I hope you fail!
Posted on 14.01.2010 12:29 am
I hope you have a personal project that you design wrong. I hope you get a runtime error that takes a long time to fix. I hope you get a nasty segfault that almost makes you lose all will.
I wish you numerous syntax errors and annoying memory leaks. I hope for tricky race conditions and terrible compatibility problems. I hope you need to rewrite a large portion of your code.
Why?
These are the building blocks of good programmers. We get the nasty errors and we learn from them. These errors get imprinted into our brain and we promise ourselves that we will never do them again, never to live through that horror.
After those errors, we can spot them a mile away, sometimes even before any code is written, and the more often we encounter these textual demons, the better programmers we become.
You can't learn programming by staying on the safe side of the fence, you need to jump over it, whip out your sword and start swinging. You don't know what to expect and you will get beaten down once in a while. But what separates a good programmer from a mediocre one, is that the good one stands up again, dusts off and remembers to duck next time.
So I wish you all the worst, and hopefully, you will live to tell the tale.

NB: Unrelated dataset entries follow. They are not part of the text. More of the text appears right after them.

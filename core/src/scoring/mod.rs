//! Perfection scoring and rare-form detection
//!
//! The score starts at 0.2 and gains:
//! - 0.2 when `|color - width| + |length - layers| < 20` (harmony)
//! - 0.15 when the face is excited and color is above 80
//! - 0.15 when the face is sleepy and length is below 30
//!
//! Then the first rare-form rule whose predicate holds lifts the score to at
//! least that rule's score, and the result is capped at 1.0. Later rules are
//! not evaluated once one matches.

pub mod rules;

use serde::Serialize;
use swirlsoul_shared::{Decoration, DecorationSet, Face, ParameterSet};

pub use rules::{RARE_FORMS, RareFormRule};

pub const BASE_SCORE: f32 = 0.2;
pub const HARMONY_BONUS: f32 = 0.2;
pub const HARMONY_VARIANCE_LIMIT: f32 = 20.0;
pub const COHERENCE_BONUS: f32 = 0.15;

/// Scores above this unlock a discovery
pub const DISCOVERY_THRESHOLD: f32 = 0.8;

/// The rare form that shaped a score
#[derive(Debug, Clone, PartialEq, Serialize)]
pub struct RareFormMatch {
    /// Position in the scorer's table
    pub index: usize,
    pub name: &'static str,
    pub name_zh: &'static str,
    pub decoration: Decoration,
    pub score: f32,
}

impl RareFormMatch {
    fn from_rule(index: usize, rule: &RareFormRule) -> Self {
        Self {
            index,
            name: rule.name,
            name_zh: rule.name_zh,
            decoration: rule.decoration.clone(),
            score: rule.score,
        }
    }
}

#[derive(Debug, Clone, PartialEq, Serialize)]
pub struct ScoreResult {
    /// Perfection in `[0, 1]`
    pub score: f32,
    pub rare_form: Option<RareFormMatch>,
}

/// Scores parameter sets against a fixed, ordered rule table
#[derive(Debug, Clone, Copy)]
pub struct PerfectionScorer {
    rules: &'static [RareFormRule],
}

impl Default for PerfectionScorer {
    fn default() -> Self {
        Self { rules: &RARE_FORMS }
    }
}

impl PerfectionScorer {
    /// Scorer over a custom rule table, evaluated in slice order
    pub fn with_rules(rules: &'static [RareFormRule]) -> Self {
        Self { rules }
    }

    pub fn rules(&self) -> &'static [RareFormRule] {
        self.rules
    }

    /// Base score plus bonuses, before any rare form
    pub fn base_score(params: &ParameterSet) -> f32 {
        let mut score = BASE_SCORE;

        let variance = (params.color - params.width).abs() + (params.length - params.layers).abs();
        if variance < HARMONY_VARIANCE_LIMIT {
            score += HARMONY_BONUS;
        }

        if params.face == Face::Excited && params.color > 80.0 {
            score += COHERENCE_BONUS;
        }
        if params.face == Face::Sleepy && params.length < 30.0 {
            score += COHERENCE_BONUS;
        }

        score
    }

    /// Score `params`; out-of-range values are clamped first
    pub fn score(&self, params: &ParameterSet) -> ScoreResult {
        let params = params.clamped();
        let mut score = Self::base_score(&params);

        let rare_form = self
            .rules
            .iter()
            .enumerate()
            .find(|(_, rule)| rule.matches(&params))
            .map(|(index, rule)| RareFormMatch::from_rule(index, rule));

        if let Some(rare) = &rare_form {
            score = score.max(rare.score);
        }

        ScoreResult {
            score: score.min(1.0),
            rare_form,
        }
    }

    /// First satisfied rule whose decoration has not been earned yet
    ///
    /// Returns `None` unless `score` is above [`DISCOVERY_THRESHOLD`].
    pub fn discoverable(
        &self,
        params: &ParameterSet,
        score: f32,
        earned: &DecorationSet,
    ) -> Option<RareFormMatch> {
        if score <= DISCOVERY_THRESHOLD {
            return None;
        }
        let params = params.clamped();
        self.rules
            .iter()
            .enumerate()
            .find(|(_, rule)| rule.matches(&params) && !earned.contains(&rule.decoration))
            .map(|(index, rule)| RareFormMatch::from_rule(index, rule))
    }
}

/// Score with the shipped rule table
pub fn score(params: &ParameterSet) -> ScoreResult {
    PerfectionScorer::default().score(params)
}

#[cfg(test)]
mod tests {
    use super::*;

    fn p(color: f32, length: f32, width: f32, layers: f32, face: Face) -> ParameterSet {
        ParameterSet::new(color, length, width, layers, face)
    }

    #[test]
    fn test_session_default_scores_base_only() {
        // variance = |70-70| + |50-70| = 20, which is not < 20
        let result = score(&ParameterSet::session_default());
        assert!((result.score - 0.2).abs() < 1e-6);
        assert!(result.rare_form.is_none());
    }

    #[test]
    fn test_harmony_bonus() {
        let result = score(&p(50.0, 50.0, 50.0, 50.0, Face::Calm));
        assert!((result.score - 0.4).abs() < 1e-6);

        let edge = score(&p(60.0, 50.0, 50.0, 60.0, Face::Calm));
        assert!((edge.score - 0.2).abs() < 1e-6);
    }

    #[test]
    fn test_coherence_bonuses() {
        let excited = score(&p(85.0, 50.0, 20.0, 10.0, Face::Excited));
        assert!((excited.score - 0.35).abs() < 1e-6);

        let sleepy = score(&p(50.0, 20.0, 0.0, 90.0, Face::Sleepy));
        assert!((sleepy.score - 0.35).abs() < 1e-6);

        // Wrong face, no bonus
        let calm = score(&p(85.0, 50.0, 20.0, 10.0, Face::Calm));
        assert!((calm.score - 0.2).abs() < 1e-6);
    }

    #[test]
    fn test_all_bonuses_without_rare_form() {
        let result = score(&p(85.0, 50.0, 85.0, 50.0, Face::Excited));
        assert!(result.rare_form.is_none());
        assert!((result.score - 0.55).abs() < 1e-6);
    }

    #[test]
    fn test_rare_form_lifts_score() {
        let result = score(&p(85.0, 50.0, 62.0, 75.0, Face::Calm));
        let rare = result.rare_form.unwrap();
        assert_eq!(rare.decoration, Decoration::CROWN);
        assert_eq!(rare.index, 0);
        assert!((result.score - 0.9).abs() < 1e-6);
    }

    #[test]
    fn test_supreme_and_shadow() {
        let supreme = score(&p(95.0, 90.0, 90.0, 90.0, Face::Excited));
        assert_eq!(supreme.rare_form.unwrap().decoration, Decoration::HALO);
        assert!((supreme.score - 0.95).abs() < 1e-6);

        let shadow = score(&p(10.0, 85.0, 50.0, 50.0, Face::Excited));
        assert_eq!(shadow.rare_form.unwrap().decoration, Decoration::SPARKLES);
        assert!((shadow.score - 0.85).abs() < 1e-6);
    }

    static OVERLAPPING: [RareFormRule; 2] = [
        RareFormRule {
            name: "first",
            name_zh: "一",
            decoration: Decoration::SPARKLES,
            score: 0.5,
            predicate: |p| p.color > 50.0,
        },
        RareFormRule {
            name: "second",
            name_zh: "二",
            decoration: Decoration::HALO,
            score: 1.0,
            predicate: |p| p.color > 60.0,
        },
    ];

    #[test]
    fn test_first_declared_rule_wins() {
        let scorer = PerfectionScorer::with_rules(&OVERLAPPING);
        let result = scorer.score(&p(90.0, 50.0, 0.0, 0.0, Face::Calm));
        let rare = result.rare_form.unwrap();
        assert_eq!(rare.name, "first");
        // max(0.2, 0.5): the higher-scoring later rule is masked
        assert!((result.score - 0.5).abs() < 1e-6);
    }

    #[test]
    fn test_score_can_reach_one() {
        static EXACT: [RareFormRule; 1] = [RareFormRule {
            name: "exact",
            name_zh: "满分",
            decoration: Decoration::CROWN,
            score: 1.0,
            predicate: |_| true,
        }];
        let exact = PerfectionScorer::with_rules(&EXACT).score(&ParameterSet::baseline());
        assert_eq!(exact.score, 1.0);
        assert_eq!(exact.rare_form.unwrap().name, "exact");

        static PERFECT: [RareFormRule; 1] = [RareFormRule {
            name: "perfect",
            name_zh: "完美",
            decoration: Decoration::HALO,
            score: 1.5,
            predicate: |_| true,
        }];
        let capped = PerfectionScorer::with_rules(&PERFECT).score(&ParameterSet::baseline());
        assert_eq!(capped.score, 1.0);
    }

    #[test]
    fn test_score_always_in_unit_range() {
        let steps = [0.0, 15.0, 29.0, 50.0, 61.8, 80.5, 86.0, 95.0, 100.0];
        for &color in &steps {
            for &length in &steps {
                for &width in &steps {
                    for &layers in &steps {
                        for face in Face::ALL {
                            let s = score(&p(color, length, width, layers, face)).score;
                            assert!((0.0..=1.0).contains(&s));
                        }
                    }
                }
            }
        }
    }

    #[test]
    fn test_score_is_idempotent() {
        let params = p(91.0, 86.0, 86.0, 86.0, Face::Happy);
        assert_eq!(score(&params), score(&params));
    }

    #[test]
    fn test_out_of_range_input_is_clamped() {
        let wild = ParameterSet {
            color: 400.0,
            length: 400.0,
            width: 400.0,
            layers: 400.0,
            face: Face::Calm,
        };
        assert_eq!(score(&wild), score(&wild.clamped()));
    }

    #[test]
    fn test_discoverable_skips_earned() {
        let scorer = PerfectionScorer::default();
        let params = p(85.0, 50.0, 62.0, 75.0, Face::Calm);
        let mut earned = DecorationSet::new();

        let found = scorer.discoverable(&params, 0.9, &earned).unwrap();
        assert_eq!(found.decoration, Decoration::CROWN);

        earned.insert(Decoration::CROWN);
        assert!(scorer.discoverable(&params, 0.9, &earned).is_none());
    }

    #[test]
    fn test_discoverable_requires_threshold() {
        let scorer = PerfectionScorer::with_rules(&OVERLAPPING);
        let params = p(55.0, 50.0, 0.0, 0.0, Face::Calm);
        assert!(scorer.discoverable(&params, 0.5, &DecorationSet::new()).is_none());
        assert!(scorer.discoverable(&params, 0.8, &DecorationSet::new()).is_none());
    }
}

8 44 Like it or hate it? - Comment (8)
Lucas
2 7 / Posted on 14.01.2010 02:27 am
So your the reason I can't program to save my life? ;-)Orkun Balkancı
1 2 / Posted on 14.01.2010 10:27 am
Very nice post!gas
10 2 / Posted on 14.01.2010 02:32 pm
I think you said something unbelievably stupid.Technology should be as lightweight as possible.
Not a continuous nightmare.
But because life is difficult and you believe that learning is best through a good amount of pain, I have a few random hopes for you:
- to get an annoying illness or a stroke (so you will learn a healthy life style)
- to get beaten and shot (so you will learn a calm and polite way of living - no more bad temper for you)
- to crash with your car against a nice strong tree (you'll be a better driver)
- to have your country invaded, your family slaughtered, your house destroyed, your hope stolen (and that's the way to become a good pacifist)
I am sure you will love all of this.
Plus, you will have stories to tell, if you will be alive. Better stories than programmers. :)
Ólafur Waage
2 3 / Posted on 14.01.2010 02:41 pm
@gas I think you are taking things a little to serious, but I get your point. :)Of course technology should be lightweight and it should make a programmer more productive, but we will not get there by staying on the safe side, we need adventurous people that take risks and are not afraid of getting beaten down.
gas
2 0 / Posted on 14.01.2010 03:04 pm
that's the point: the hopes I wrote are useless and they are simply stupid.but they touch a lot of sensibilities, even between less tech people who don't feel the first technology hope as a nightmare.
I feel it like a nightmare.
I hope for the best for me and anyone who does technology, because Murphy's laws are ruling the computer world: something wrong will happen anyway.
:)
Now if you wish troubles, you will have no problems to find them. But I prefer to hope to avoid them.
Ólafur Waage
0 2 / Posted on 14.01.2010 03:09 pm
This is more about learning from the troubles than constantly getting them and crashing and burning.Hopefully in the end, the troubles will be few and far between, but those you get are also great, since when an experienced programmer has an issue, its a great learning experience.
Ethan Willis
0 1 / Posted on 15.01.2010 02:34 pm
No, I agree with the Poster. When you run into those ridiculous errors that warp your brain trying to figure out what you could have possibly done wrong, builds character. It begins with simple small errors when you first learn to program, syntax errors you just don't see. After hours of staring at a wall of code and realizing you left out a single symbol, it sticks out in your mind in the future. Though as you progress through your programming career the things you learn are much more useful, you learn how to design something properly, and avoid those designs that could lead to major pitfalls.Lucas
0 3 / Posted on 15.01.2010 10:01 pm
@gas: Wow I never thought I would see a comment so violent, but you my friend have done it. In a single comment you wished that a man would be beaten, shot, have his family killed, and his country invaded.I'm not sure if you have heard of this but you might want to take a chill pill. Mellow out a little bit. Don't take everything so seriously. I don't think Ólafur really wanted you to fail as a programmer, he just wants you to get better and the best way to become better is through adversity.
Think of it this way: Which person would you respect more, a rich kid who inherited $50 million dollars or a poor man who built a company that earned $50 million dollars?